Так сладко эта песнь лилась, маня,
Что я пошёл, и приняли меня
И дали мне винтовку и коня,
И поле, полное врагов могучих,
Гудящих грозно бомб и пуль певучих,
И небо в молнийных и рдяных тучах.
О смелости Гумилёва на фронте ходили легенды. За личную храбрость и мужество поэт был награждён двумя Георгиевскими крестами, произведён в унтер-офицеры. В документальном дневнике «Записки кавалериста» поэт показал тяготы войны, невзгоды тыловой жизни, ужас смерти. Сборник «Колчан» отразил боль страны, разрушенной и опустошённой.
В 1918 году Гумилёв вернулся в Россию. Один за другим написал и издал несколько поэтических сборников. Читал лекции в Институте истории искусств, работал в редколлегии издательства «Всемирная литература», стал влиятельным литературным авторитетом. Но своих религиозных и политических взглядов Гумилёв не скрывал. Открыто крестился на храмы, а на одном из поэтических вечеров на вопрос из зала о политических убеждениях ответил: «Я убеждённый монархист».

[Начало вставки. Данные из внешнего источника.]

//! Byline scanning for channels without an author element.
//!
//! Taiwanese outlets put the reporter's name inside the first paragraph,
//! e.g. `（王覺一／台北報導）`, `記者吳奕靖／高雄報導` or the CNA dateline
//! `（中央社記者吳睿騏桃園5日電）`. Desk credits such as `地方中心／綜合報導`
//! follow the same shape but do not name a person and are rejected.

use once_cell::sync::Lazy;
use regex::Regex;

/// Byline patterns, tried in order; group 1 is the name.
static BYLINE_PATTERNS: Lazy<Vec<Regex>> = Lazy::new(|| {
    [
        r"\((.{2,5})／.+報導\)",
        r"（(.{2,5})／.+報導）",
        r"記者(.{2,5})／.+報導",
        r"中心(.{2,5})／.+報導",
        r"記者(.{2,3}).{2}[縣市]?\d{1,2}日電",
        r"（譯者：(.{2,5})/.+）",
    ]
    .iter()
    .filter_map(|p| Regex::new(p).ok())
    .collect()
});

/// Desk names that are not personal bylines.
const DESK_NAMES: &[&str] = &["國際中心", "地方中心", "社會中心"];

/// Find the reporter's name in article text.
pub fn scan_author(text: &str) -> Option<String> {
    BYLINE_PATTERNS
        .iter()
        .filter_map(|re| re.captures(text))
        .filter_map(|caps| caps.get(1))
        .map(|m| m.as_str())
        .find(|name| !DESK_NAMES.contains(name))
        .map(str::to_string)
}

#[cfg(test)]
mod tests {
    use super::*;

    #[test]
    fn test_all_patterns_compile() {
        assert_eq!(BYLINE_PATTERNS.len(), 6);
    }

    #[test]
    fn test_bylines_found() {
        let samples = [
            ("(王覺一／台北報導)", "王覺一"),
            ("（林文彬／綜合外電報導）", "林文彬"),
            ("（中央社記者吳睿騏桃園5日電）", "吳睿騏"),
            ("（中央社記者黃國芳嘉義縣17日電）", "黃國芳"),
            ("（中央社東京5日綜合外電報導）日本軟銀（譯者：何宏儒/核稿：劉學源）", "何宏儒"),
            ("記者吳奕靖／高雄報導", "吳奕靖"),
            ("〔記者梁偉銘／台北報導〕", "梁偉銘"),
            ("［記者江志雄／宜蘭報導］", "江志雄"),
            ("記者於慶璇／台中報導", "於慶璇"),
        ];
        for (text, name) in samples {
            assert_eq!(scan_author(text).as_deref(), Some(name), "{text}");
        }
    }

    #[test]
    fn test_desk_credits_rejected() {
        let samples = [
            "（國際中心／綜合外電報導）",
            "（中央社伊斯坦堡/日內瓦5日綜合外電報導）",
            "地方中心／嘉義報導",
            "〔即時新聞／綜合報導〕",
            "社會中心／綜合報導",
            "（地方中心／綜合報導）",
            "（社會中心／綜合報導）",
            "〔地方中心／綜合報導〕",
            "〔社會中心／綜合報導〕",
        ];
        for text in samples {
            assert_eq!(scan_author(text), None, "{text}");
        }
    }

    #[test]
    fn test_byline_inside_body() {
        let body = "台北市萬華區今早發生火警。（王覺一／台北報導）消防隊到場後迅速撲滅。";
        assert_eq!(scan_author(body).as_deref(), Some("王覺一"));
    }
}
//! # twnews
//!
//! Command-line front end of the `twnews` library.
//!
//! ## Usage
//!
//! ```sh
//! twnews soup https://udn.com/news/story/7320/3407294
//! twnews search 酒駕 --channel ltn --limit 10
//! twnews compare 上吊 --begin 2020-02-01 --end 2020-02-29
//! ```
//!
//! Logs go to stderr (`RUST_LOG` controls the level, `info` by default);
//! results go to stdout, as text or with `--json` as JSON.

use chrono::{Datelike, Local, NaiveDate, NaiveDateTime};
use clap::Parser;
use serde::Serialize;
use std::error::Error;
use std::time::Instant;
use tracing::{debug, info, instrument, warn};
use tracing_subscriber::{fmt as tfmt, EnvFilter};
use twnews::{ClientContext, ContextOptions, NewsSearch, NewsSoup, ReqwestTransport, SearchOptions};

mod cli;

use cli::{Cli, Command, CompareArgs, SearchArgs, SoupArgs};

type Context = ClientContext<ReqwestTransport>;

/// Extracted fields of one article, as printed by `soup` and `search --soup`.
#[derive(Debug, Serialize)]
struct SoupReport {
    path: String,
    channel: Option<String>,
    title: Option<String>,
    date: Option<NaiveDateTime>,
    author: Option<String>,
    contents: Option<String>,
    effective_text_rate: f64,
}

#[tokio::main]
async fn main() -> Result<(), Box<dyn Error>> {
    // --- Tracing init ---
    let filter = EnvFilter::try_from_default_env().unwrap_or_else(|_| EnvFilter::new("info"));
    tfmt()
        .with_env_filter(filter)
        .with_writer(std::io::stderr)
        .with_target(true)
        .with_file(false)
        .with_line_number(false)
        .with_timer(tracing_subscriber::fmt::time::UtcTime::rfc_3339())
        .init();

    let start_time = Instant::now();
    let args = Cli::parse();
    debug!(?args, "Parsed CLI arguments");

    let ctx = ClientContext::from_options(&ContextOptions {
        channels_path: args.channels.clone(),
        cache_dir: args.cache_dir.clone(),
        no_cache: args.no_cache,
    })?;

    match &args.command {
        Command::Soup(soup_args) => soup(&ctx, soup_args).await?,
        Command::Search(search_args) => search(&ctx, search_args).await?,
        Command::Compare(compare_args) => compare(&ctx, compare_args).await?,
    }

    let elapsed = start_time.elapsed();
    info!(?elapsed, secs = elapsed.as_secs(), millis = elapsed.subsec_millis(), "Execution complete");
    Ok(())
}

async fn soup_report(soup: &mut NewsSoup<'_, ReqwestTransport>, max_chars: Option<usize>) -> SoupReport {
    let title = soup.title().await;
    let date = soup.date().await;
    let author = soup.author().await;
    let contents = match max_chars {
        Some(limit) => soup.contents_truncated(limit).await,
        None => soup.contents().await,
    };
    SoupReport {
        path: soup.path().to_string(),
        channel: soup.channel().map(str::to_string),
        title,
        date,
        author,
        contents,
        effective_text_rate: soup.effective_text_rate().await,
    }
}

fn or_none(value: &Option<String>) -> &str {
    value.as_deref().unwrap_or("None")
}

fn print_report(report: &SoupReport) {
    println!("{}", "-".repeat(75));
    println!("路徑: {}", report.path);
    println!("頻道: {}", or_none(&report.channel));
    println!("標題: {}", or_none(&report.title));
    match report.date {
        Some(date) => println!("日期: {}", date.format("%Y-%m-%d %H:%M:%S")),
        None => println!("日期: None"),
    }
    println!("記者: {}", or_none(&report.author));
    println!("內文:");
    println!("{}", or_none(&report.contents));
    println!("有效內容率: {:.2}%", report.effective_text_rate * 100.0);
    println!("{}", "-".repeat(75));
}

#[instrument(level = "info", skip_all, fields(path = %args.path))]
async fn soup(ctx: &Context, args: &SoupArgs) -> Result<(), Box<dyn Error>> {
    let mut soup = NewsSoup::new(ctx, args.path.clone()).with_refresh(args.refresh);
    if let Some(layout) = args.layout {
        soup = soup.with_layout(layout);
    }

    let report = soup_report(&mut soup, args.max_chars).await;
    if args.json {
        println!("{}", serde_json::to_string_pretty(&report)?);
    } else {
        print_report(&report);
    }
    Ok(())
}

#[instrument(level = "info", skip_all, fields(keyword = %args.keyword, channel = %args.channel))]
async fn search(ctx: &Context, args: &SearchArgs) -> Result<(), Box<dyn Error>> {
    let options = SearchOptions {
        limit: args.limit,
        beg_date: args.begin.clone(),
        end_date: args.end.clone(),
    };
    let mut search = NewsSearch::new(ctx, &args.channel, &options)?;
    search.by_keyword(&args.keyword, args.title_only).await;

    if args.soup {
        let mut reports = Vec::new();
        for mut soup in search.to_soup_list() {
            reports.push(soup_report(&mut soup, Some(30)).await);
        }
        if args.json {
            println!("{}", serde_json::to_string_pretty(&reports)?);
        } else {
            for (i, report) in reports.iter().enumerate() {
                println!("{i:03}: {}", report.path);
                println!("     記者: {} / 日期: {:?}", or_none(&report.author), report.date);
                println!("     標題: {}", or_none(&report.title));
                println!("     {} ...", or_none(&report.contents));
            }
        }
    } else if args.json {
        println!("{}", serde_json::to_string_pretty(search.to_dict_list())?);
    } else {
        for (i, item) in search.to_dict_list().iter().enumerate() {
            println!("{i:03}: {}", item.title);
            println!("     日期: {}", item.date);
            println!("     連結: {}", item.link);
        }
    }

    let pages = search.pages().max(1);
    let results = search.to_dict_list().len().max(1);
    let secs = search.elapsed().as_secs_f64();
    info!(
        pages = search.pages(),
        secs_per_page = secs / pages as f64,
        secs_per_result = secs / results as f64,
        "Search statistics"
    );
    Ok(())
}

/// First and last day of the month before the one containing `today`.
fn previous_month(today: NaiveDate) -> Option<(NaiveDate, NaiveDate)> {
    let end = today.with_day(1)?.pred_opt()?;
    Some((end.with_day(1)?, end))
}

#[instrument(level = "info", skip_all, fields(keyword = %args.keyword))]
async fn compare(ctx: &Context, args: &CompareArgs) -> Result<(), Box<dyn Error>> {
    let (begin, end) = match (&args.begin, &args.end) {
        (Some(begin), Some(end)) => (begin.clone(), end.clone()),
        (None, None) => {
            let (begin, end) =
                previous_month(Local::now().date_naive()).ok_or("cannot determine last month")?;
            (begin.to_string(), end.to_string())
        }
        _ => return Err("--begin and --end must be given together".into()),
    };

    println!("比較 \"{}\" 在各媒體標題出現次數", args.keyword);
    println!("時間區間: {begin} ~ {end}");

    let options = SearchOptions {
        limit: args.limit,
        beg_date: Some(begin),
        end_date: Some(end),
    };
    let channels: Vec<&str> = ctx.channels().names().collect();
    for channel in channels {
        let mut search = match NewsSearch::new(ctx, channel, &options) {
            Ok(search) => search,
            Err(e) => {
                warn!(channel, error = %e, "Channel skipped");
                println!("{channel:>12}: -");
                continue;
            }
        };
        let count = search.by_keyword(&args.keyword, true).await.to_dict_list().len();
        println!("{channel:>12}: {count}");
    }
    Ok(())
}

1 сентября 1921 года в газете «Петроградская правда» было опубликовано сообщение ВЧК «О раскрытом в Петрограде заговоре против Советской власти», в котором указывались участники заговора — более 60 человек. Фамилия поэта стояла в списке на 13-м месте.
И умру я не на постели,
При нотариусе и враче,
А в какой-нибудь дикой щели,
Утонувшей в густом плюще,
Чтоб войти не во всем открытый,
Протестантский, прибранный рай,
А туда, где разбойник и мытарь
И блудница крикнут: вставай!
После казни произведения и само имя Гумилёва были запрещены, неупоминание их исправно соблюдалось. Впервые после опалы стихи были напечатаны в СССР в 1986-м. Юридически Николая Гумилёва реабилитировали в 1992 году. Точное место захоронения расстрелянных неизвестно и теперь.